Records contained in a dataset
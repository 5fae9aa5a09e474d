use std::sync::Arc;

use tokio::task::JoinHandle;

use crate::config::CliConfig;
use crate::error::Result;
use crate::exec;
use crate::exec::ExecOptions;
use crate::reaper::ProcessReaper;
use crate::session::SessionDescriptor;
use crate::session::SessionId;
use crate::session::SessionManager;
use crate::stream::OutputLines;

/// Single entry point for running claude: one-shot, detached, streaming,
/// and session-oriented execution behind one surface.
///
/// Construct it inside a Tokio runtime; the registry sweep and every
/// process supervisor run as background tasks on it. The bridge is cheap
/// to share behind an `Arc`.
pub struct ClaudeBridge {
    config: Arc<CliConfig>,
    reaper: ProcessReaper,
    sessions: SessionManager,
}

impl ClaudeBridge {
    pub fn new(config: CliConfig) -> Self {
        let config = Arc::new(config);
        let reaper = ProcessReaper::new(config.grace_period);
        let sessions = SessionManager::new(Arc::clone(&config), reaper.clone());
        Self {
            config,
            reaper,
            sessions,
        }
    }

    /// Run one prompt to completion and return the merged output.
    pub async fn execute(&self, prompt: &str, options: ExecOptions) -> Result<String> {
        exec::run_to_completion(&self.config, &self.reaper, prompt, &options, None)
            .await
            .map(|output| output.text)
    }

    /// Like [`execute`](Self::execute), but the invocation runs on the
    /// runtime's worker pool; the returned handle is the future carrying
    /// the result. The process keeps running, and stays under its
    /// deadline, even if the handle is dropped.
    pub fn execute_detached(
        &self,
        prompt: impl Into<String>,
        options: ExecOptions,
    ) -> JoinHandle<Result<String>> {
        let config = Arc::clone(&self.config);
        let reaper = self.reaper.clone();
        let prompt = prompt.into();
        tokio::spawn(async move {
            exec::run_to_completion(&config, &reaper, &prompt, &options, None)
                .await
                .map(|output| output.text)
        })
    }

    /// Run one prompt and consume its output line by line as it is
    /// produced.
    pub fn execute_stream(&self, prompt: &str, options: ExecOptions) -> Result<OutputLines> {
        exec::run_streaming(&self.config, &self.reaper, prompt, &options)
    }

    /// Open a conversation. Nothing is spawned until its first turn.
    pub async fn create_session(&self, options: ExecOptions) -> Result<SessionId> {
        self.sessions.create(options).await
    }

    /// Send one turn on a session; turns on the same session run strictly
    /// one at a time, while different sessions overlap freely.
    pub async fn send_message(&self, id: SessionId, text: &str) -> Result<String> {
        let session = self.sessions.get(id).await?;
        session.send_message(text).await
    }

    pub async fn close_session(&self, id: SessionId) {
        self.sessions.close(id).await;
    }

    pub async fn is_session_active(&self, id: SessionId) -> bool {
        self.sessions.is_active(id).await
    }

    pub async fn list_sessions(&self) -> Vec<SessionDescriptor> {
        self.sessions.list().await
    }

    /// Whether the CLI is runnable at all: binary on disk plus at least
    /// one recognized credential.
    pub fn is_available(&self) -> bool {
        exec::is_available(&self.config)
    }

    /// Best-effort `claude --version`; `None` on any failure.
    pub async fn version(&self) -> Option<String> {
        exec::version(&self.config).await
    }

    /// Close every session and stop background work. One-shot calls keep
    /// working afterwards.
    pub async fn shutdown(&self) {
        self.sessions.shutdown().await;
    }

    pub fn config(&self) -> &CliConfig {
        &self.config
    }

    /// Number of claude processes currently alive under this bridge.
    pub fn running_processes(&self) -> usize {
        self.reaper.supervised_count()
    }
}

*WHAT THIS TASK INVOLVES:*
If a line in the entries holds the string "ClaudeBridge", copy it.

*WRITTEN RESPONSE:*
pub struct ClaudeBridge {
impl ClaudeBridge {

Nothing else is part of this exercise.